Dopamine D1/D5 receptor activation reverses NMDA receptor-dependent long-term depression in rat hippocampus

Activation of dopamineD1/D5 receptors (D-1/D(5)Rs) in area CA1 of the rat hippocampus modulates the expression of synaptic plasticity in a manner that is dependent on the timing of the D-1/D5R activation. Here, we measured field EPSPs in rat hippocampal slices to examine the modulation of long-term depression (LTD) in CA1 by D-1/D(5)Rs when activated immediately after the induction of LTD by low-frequency stimulation (LFS) or bath application of NMDA or the metabotropic glutamate receptor agonist DHPG [(RS)-3,5-dihydroxyphenylglycine]. Activation of D-1/D(5)Rs by SKF 38393 [(+/-)-1-phenyl-2,3,4,5-tetrahydro-(1H)-3-benzazepine-7,8-diol hydro-bromide] completely reversed a moderate LFS-induced LTD in a time-dependent manner, presumably through an adenylate cyclase/cAMP cascade.
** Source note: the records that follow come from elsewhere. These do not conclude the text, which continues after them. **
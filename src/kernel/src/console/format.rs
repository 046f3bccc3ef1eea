//! Minimal `printf`-style formatting.
//!
//! Directives are `%[0][width]conv` where `width` is a single digit:
//!
//! | conv | argument |
//! |---|---|
//! | `d` | signed decimal |
//! | `u` | unsigned decimal |
//! | `x` | lowercase hexadecimal |
//! | `s` | string, `(null)` when absent |
//! | other | next argument printed as one raw character |
//!
//! Padding is emitted before the converted text, sign included. There is no
//! escape for a literal `%`: `%%` consumes an argument like any other unknown
//! conversion.

/// One formatting argument.
#[derive(Debug, Clone, Copy, PartialEq, Eq)]
pub enum Arg<'a> {
    Int(i32),
    Uint(u32),
    Str(Option<&'a str>),
    Char(u8),
}

impl Arg<'_> {
    fn bits(self) -> i32 {
        match self {
            Arg::Int(v) => v,
            Arg::Uint(v) => v as i32,
            Arg::Char(c) => i32::from(c),
            Arg::Str(_) => 0,
        }
    }
}

impl From<i32> for Arg<'_> {
    fn from(value: i32) -> Self {
        Arg::Int(value)
    }
}

impl From<u32> for Arg<'_> {
    fn from(value: u32) -> Self {
        Arg::Uint(value)
    }
}

impl<'a> From<&'a str> for Arg<'a> {
    fn from(value: &'a str) -> Self {
        Arg::Str(Some(value))
    }
}

impl<'a> From<Option<&'a str>> for Arg<'a> {
    fn from(value: Option<&'a str>) -> Self {
        Arg::Str(value)
    }
}

const NULL_TEXT: &[u8] = b"(null)";

/// Longest integer rendering: `-2147483648`.
pub const INT_BUF: usize = 11;

/// Renders `value` in base 10 (signed for `d`, unsigned for `u`) or base 16
/// (`x`) into the tail of `buf`, returning the written slice.
pub fn format_integer(buf: &mut [u8; INT_BUF], conv: u8, value: i32) -> &[u8] {
    let negative = conv == b'd' && value < 0;
    let (mut magnitude, base) = match conv {
        b'd' => (value.unsigned_abs(), 10),
        b'x' => (value as u32, 16),
        _ => (value as u32, 10),
    };

    let mut start = buf.len();
    loop {
        let digit = (magnitude % base) as u8;
        start -= 1;
        buf[start] = if digit < 10 {
            b'0' + digit
        } else {
            b'a' + digit - 10
        };
        magnitude /= base;
        if magnitude == 0 {
            break;
        }
    }
    if negative {
        start -= 1;
        buf[start] = b'-';
    }
    &buf[start..]
}

/// Expands `fmt` against `args`, passing every output byte to `emit`.
///
/// Missing arguments read as zero, or as an absent string for `%s`.
pub fn render(fmt: &str, args: &[Arg<'_>], mut emit: impl FnMut(u8)) {
    let mut args = args.iter().copied();
    let mut bytes = fmt.bytes();

    while let Some(byte) = bytes.next() {
        if byte != b'%' {
            emit(byte);
            continue;
        }

        let Some(mut conv) = bytes.next() else {
            return;
        };
        let mut zero_pad = false;
        let mut width = 0;
        if conv == b'0' {
            zero_pad = true;
            match bytes.next() {
                Some(next) => conv = next,
                None => return,
            }
        }
        if conv.is_ascii_digit() {
            width = usize::from(conv - b'0');
            match bytes.next() {
                Some(next) => conv = next,
                None => return,
            }
        }

        let mut digits = [0u8; INT_BUF];
        let text: &[u8] = match conv {
            b'd' | b'u' | b'x' => {
                let value = args.next().map_or(0, Arg::bits);
                format_integer(&mut digits, conv, value)
            }
            b's' => match args.next() {
                Some(Arg::Str(Some(s))) => s.as_bytes(),
                _ => NULL_TEXT,
            },
            _ => {
                if let Some(arg) = args.next() {
                    emit(arg.bits() as u8);
                }
                continue;
            }
        };

        let fill = if zero_pad { b'0' } else { b' ' };
        for _ in text.len()..width {
            emit(fill);
        }
        text.iter().copied().for_each(&mut emit);
    }
}

#[cfg(test)]
mod tests {
    use super::*;
    use std::string::String;

    fn format(fmt: &str, args: &[Arg<'_>]) -> String {
        let mut out = String::new();
        render(fmt, args, |b| out.push(b as char));
        out
    }

    #[test]
    fn test_integer_conversions() {
        assert_eq!(format("%d", &[Arg::Int(-42)]), "-42");
        assert_eq!(format("%u", &[Arg::Uint(3_000_000_000)]), "3000000000");
        assert_eq!(format("%x", &[Arg::Uint(0xBEEF)]), "beef");
        assert_eq!(format("%d", &[Arg::Int(i32::MIN)]), "-2147483648");
        assert_eq!(format("%u", &[Arg::Int(-1)]), "4294967295");
        assert_eq!(format("%d", &[Arg::Int(0)]), "0");
    }

    #[test]
    fn test_padding_precedes_text() {
        assert_eq!(format("[%5d]", &[Arg::Int(42)]), "[   42]");
        assert_eq!(format("[%05d]", &[Arg::Int(42)]), "[00042]");
        assert_eq!(format("[%04d]", &[Arg::Int(-7)]), "[00-7]");
        assert_eq!(format("[%2d]", &[Arg::Int(12345)]), "[12345]");
        assert_eq!(format("[%6s]", &[Arg::from("ab")]), "[    ab]");
    }

    #[test]
    fn test_absent_string() {
        assert_eq!(format("%s", &[Arg::Str(None)]), "(null)");
        assert_eq!(format("%s", &[]), "(null)");
    }

    #[test]
    fn test_unknown_directive_prints_raw_character() {
        assert_eq!(format("%c!", &[Arg::Char(b'z')]), "z!");
        assert_eq!(format("100%%", &[Arg::Char(b'#')]), "100#");
    }

    #[test]
    fn test_arguments_consumed_in_order() {
        assert_eq!(
            format("x=%d y=%d %s", &[Arg::Int(3), Arg::Int(4), Arg::from("ok")]),
            "x=3 y=4 ok"
        );
    }

    #[test]
    fn test_trailing_percent_is_dropped() {
        assert_eq!(format("abc%", &[]), "abc");
    }
}
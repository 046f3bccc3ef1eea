//! System-wide error types for Kestrel.

use core::fmt;

/// PS/2 controller and device error types.
#[derive(Debug, Clone, Copy, PartialEq, Eq, PartialOrd, Ord, Hash)]
pub enum DeviceError {
    /// The controller never became ready within the retry budget.
    ControllerTimeout,
    /// A device command was answered with something other than ACK.
    MissingAck {
        /// The command byte that was sent.
        command: u8,
        /// The byte received instead of the acknowledge.
        response: u8,
    },
    /// The requested mouse sample rate is not one the protocol accepts.
    UnsupportedSampleRate(u8),
}

impl fmt::Display for DeviceError {
    fn fmt(&self, f: &mut fmt::Formatter<'_>) -> fmt::Result {
        match self {
            DeviceError::ControllerTimeout => write!(f, "PS/2 controller timeout"),
            DeviceError::MissingAck { command, response } => write!(
                f,
                "device did not acknowledge command {:#04x} (got {:#04x})",
                command, response
            ),
            DeviceError::UnsupportedSampleRate(rate) => {
                write!(f, "unsupported mouse sample rate {}", rate)
            }
        }
    }
}
//! x86_64 platform glue: port I/O, 8259 PIC, IDT, COM1 and the VGA text
//! buffer, each exposed through the `kestrel_hal` traits.

pub mod interrupts;
pub mod pic;
pub mod port;
pub mod serial;
pub mod vga;

pub use pic::PicController;
pub use port::X86Ports;

/// Halts the CPU until the next interrupt.
///
/// Used in idle loops to reduce power consumption.
#[inline]
pub fn hlt() {
    x86_64::instructions::hlt();
}

/// Halts the CPU in an infinite loop.
///
/// Used after unrecoverable errors (panics).
pub fn halt_loop() -> ! {
    loop {
        hlt();
    }
}
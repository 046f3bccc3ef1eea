//! Boot banner and branding.

use crate::console::{Color, Terminal};
use crate::shell::VERSION;
use kestrel_hal::FrameBuffer;

const ART: &[&str] = &[
    r" _  __          _            _ ",
    r"| |/ /___  ___| |_ _ __ ___| |",
    r"| ' // _ \/ __| __| '__/ _ \ |",
    r"| . \  __/\__ \ |_| | |  __/ |",
    r"|_|\_\___||___/\__|_|  \___|_|",
];

/// Print the Kestrel boot banner.
pub fn print_banner<F: FrameBuffer>(terminal: &mut Terminal<F>) {
    let saved = terminal.colors();
    terminal.set_colors(Color::Cyan, saved.background());
    for line in ART {
        terminal.put_char(b' ');
        terminal.put_str(line);
        terminal.newline();
    }
    terminal.newline();
    terminal.set_colors(saved.foreground(), saved.background());
    terminal.put_str(" Kestrel v");
    terminal.put_str(VERSION);
    terminal.newline();
    terminal.newline();
}
//! Blocking line input.
//!
//! [`LineEditor`] is the READING -> {DONE, ABORTED} state machine; the
//! [`Terminal::read_line`] family drives it from a [`CharSource`].

use super::Terminal;
use crate::drivers::keyboard::ESCAPE_SENTINEL;
use kestrel_hal::FrameBuffer;

/// Blocking supplier of decoded characters.
pub trait CharSource {
    /// Blocks until a character is available.
    fn read_char(&mut self) -> u8;

    /// Returns a character if one is already waiting.
    fn try_char(&mut self) -> Option<u8> {
        None
    }

    /// Acknowledges an ESC abort.
    fn clear_exit_request(&mut self) {}
}

impl<T: CharSource + ?Sized> CharSource for &mut T {
    fn read_char(&mut self) -> u8 {
        (**self).read_char()
    }

    fn try_char(&mut self) -> Option<u8> {
        (**self).try_char()
    }

    fn clear_exit_request(&mut self) {
        (**self).clear_exit_request()
    }
}

/// Editor state after one character.
#[derive(Debug, Clone, Copy, PartialEq, Eq)]
pub enum EditorState {
    Reading,
    Done,
    Aborted,
}

/// Result of a completed read.
#[derive(Debug, Clone, Copy, PartialEq, Eq)]
pub enum LineOutcome {
    /// Enter pressed; the line is the first `n` bytes of the buffer.
    Done(usize),
    /// ESC pressed; the buffer was cleared and the echo erased.
    Aborted,
}

impl LineOutcome {
    /// Length of the line, zero when aborted.
    pub fn len(&self) -> usize {
        match *self {
            LineOutcome::Done(len) => len,
            LineOutcome::Aborted => 0,
        }
    }

    pub fn is_empty(&self) -> bool {
        self.len() == 0
    }

    /// The line as text.
    pub fn text<'b>(&self, buf: &'b [u8]) -> &'b str {
        let end = self.len().min(buf.len());
        core::str::from_utf8(&buf[..end]).unwrap_or("")
    }
}

/// Cursor position when the editor was created.
#[derive(Debug, Clone, Copy)]
struct Origin {
    x: usize,
    y: usize,
    /// Terminal scroll count at entry, so the row can follow the text up
    /// the screen.
    scrolls: usize,
}

impl Origin {
    fn capture<F: FrameBuffer>(terminal: &Terminal<F>) -> Self {
        let (x, y) = terminal.cursor();
        Self {
            x,
            y,
            scrolls: terminal.scroll_count(),
        }
    }

    /// Row of the origin now, or `None` once it scrolled off the top.
    fn row<F: FrameBuffer>(&self, terminal: &Terminal<F>) -> Option<usize> {
        let scrolled = terminal.scroll_count().wrapping_sub(self.scrolls);
        self.y.checked_sub(scrolled)
    }
}

/// Line editing state machine over a caller-provided buffer.
pub struct LineEditor<'b> {
    buf: &'b mut [u8],
    len: usize,
    origin: Origin,
    /// Column backspace never crosses on the origin row.
    bound: Option<usize>,
    state: EditorState,
}

impl<'b> LineEditor<'b> {
    /// Editor protecting everything before the terminal's current cursor.
    pub fn unbounded<F: FrameBuffer>(terminal: &Terminal<F>, buf: &'b mut [u8]) -> Self {
        Self::new(terminal, buf, None)
    }

    /// Editor protecting columns left of `bound` on the current row.
    pub fn bounded<F: FrameBuffer>(
        terminal: &Terminal<F>,
        buf: &'b mut [u8],
        bound: usize,
    ) -> Self {
        Self::new(terminal, buf, Some(bound))
    }

    fn new<F: FrameBuffer>(
        terminal: &Terminal<F>,
        buf: &'b mut [u8],
        bound: Option<usize>,
    ) -> Self {
        Self {
            buf,
            len: 0,
            origin: Origin::capture(terminal),
            bound,
            state: EditorState::Reading,
        }
    }

    pub fn state(&self) -> EditorState {
        self.state
    }

    /// Bytes accepted so far.
    pub fn line(&self) -> &[u8] {
        &self.buf[..self.len]
    }

    /// Processes one character and returns the new state.
    ///
    /// Once the editor has left READING further input is ignored.
    pub fn feed<F: FrameBuffer>(&mut self, terminal: &mut Terminal<F>, ch: u8) -> EditorState {
        if self.state != EditorState::Reading {
            return self.state;
        }
        match ch {
            ESCAPE_SENTINEL => {
                // every accepted byte occupies one cell, so this walks back
                // to the origin even across wrapped rows
                while self.len > 0 {
                    self.len -= 1;
                    terminal.ungetchar();
                }
                self.buf.fill(0);
                self.state = EditorState::Aborted;
            }
            b'\n' => {
                terminal.newline();
                self.state = EditorState::Done;
            }
            0x08 | 0x7F => {
                if self.len > 0 && self.past_boundary(terminal) {
                    self.erase(terminal);
                }
            }
            32..=126 => {
                if self.len < self.buf.len() {
                    self.buf[self.len] = ch;
                    self.len += 1;
                    terminal.put_char(ch);
                }
            }
            _ => {}
        }
        self.state
    }

    fn on_origin_row<F: FrameBuffer>(&self, terminal: &Terminal<F>) -> bool {
        self.origin.row(terminal) == Some(terminal.cursor().1)
    }

    fn past_boundary<F: FrameBuffer>(&self, terminal: &Terminal<F>) -> bool {
        let (x, y) = terminal.cursor();
        match (self.bound, self.origin.row(terminal)) {
            (Some(bound), Some(row)) if row == y => x > bound,
            // wrapped rows below the origin hold only typed text
            (Some(_), _) => true,
            (None, Some(row)) => (y, x) > (row, self.origin.x),
            // origin scrolled off the top
            (None, None) => (y, x) > (0, 0),
        }
    }

    fn erase<F: FrameBuffer>(&mut self, terminal: &mut Terminal<F>) {
        self.len -= 1;
        self.buf[self.len] = 0;
        match self.bound {
            Some(bound) if self.on_origin_row(terminal) => terminal.ungetchar_bound(bound),
            _ => terminal.ungetchar(),
        }
    }
}

impl<F: FrameBuffer> Terminal<F> {
    /// Reads a line, echoing it at the cursor.
    ///
    /// Backspace never erases past the cursor position at entry. ESC erases
    /// the echo, clears the exit request on `src` and returns
    /// [`LineOutcome::Aborted`]. Characters beyond the buffer's capacity are
    /// dropped.
    pub fn read_line(&mut self, src: &mut impl CharSource, buf: &mut [u8]) -> LineOutcome {
        let mut editor = LineEditor::unbounded(self, buf);
        self.drive(&mut editor, src)
    }

    /// Like [`Terminal::read_line`], but backspace stops at column `bound`.
    pub fn read_line_bound(
        &mut self,
        src: &mut impl CharSource,
        buf: &mut [u8],
        bound: usize,
    ) -> LineOutcome {
        let mut editor = LineEditor::bounded(self, buf, bound);
        self.drive(&mut editor, src)
    }

    fn drive(&mut self, editor: &mut LineEditor<'_>, src: &mut impl CharSource) -> LineOutcome {
        loop {
            self.sync_cursor();
            match editor.feed(self, src.read_char()) {
                EditorState::Reading => {}
                EditorState::Done => return LineOutcome::Done(editor.len),
                EditorState::Aborted => {
                    src.clear_exit_request();
                    return LineOutcome::Aborted;
                }
            }
        }
    }
}

#[cfg(test)]
pub(crate) mod testing {
    use super::*;
    use std::collections::VecDeque;

    /// Replays scripted keys, then ESC forever.
    pub struct ScriptedKeys {
        pending: VecDeque<u8>,
        pub exit_cleared: usize,
    }

    impl ScriptedKeys {
        pub fn new(keys: &[u8]) -> Self {
            Self {
                pending: keys.iter().copied().collect(),
                exit_cleared: 0,
            }
        }
    }

    impl CharSource for ScriptedKeys {
        fn read_char(&mut self) -> u8 {
            self.pending.pop_front().unwrap_or(ESCAPE_SENTINEL)
        }

        fn try_char(&mut self) -> Option<u8> {
            Some(self.read_char())
        }

        fn clear_exit_request(&mut self) {
            self.exit_cleared += 1;
        }
    }
}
In support of this, general adenylate cyclase activation by forskolin ([3R-(3 alpha, 4a beta, 5 beta, 6 beta, 6a alpha, 10 alpha, 10 alpha beta, 10b alpha)]-5-(acetyloxy)-3-ethenyldodecahydro-6,10,10b-trihydroxy-3,4a,7,7,10a-pentamenthyl-1H-naphtho[2,1-b]pyran-1-one) immediately, but not 60 min, after LFS also reversed the LTD. beta-Adrenergic receptor activation by isoproterenol failed to reverse the LTD, indicating that reversal is specific to D-1/D5R-mediated increased cAMP production. SKF 38393 only partially reversed a more robust LFS-induced LTD, indicating that some components of consolidated LTD are resistant to reversal. LTD induced by bath application of NMDA, but not DHPG, was also reversed by SKF 38393. Western blot analysis of postsynaptic density fractions after NMDA-induced LTD revealed that the LTD was attributable to dephosphorylation of the AMPA receptor subunit glutamate receptor 1 ( GluR1) at serine 845, without a change in total GluR content. Reversal of the LTD by SKF 38393 was associated with rephosphorylation of this same residue. Together, these findings demonstrate a new role for dopamine in the neuromodulation of hippocampal LTD.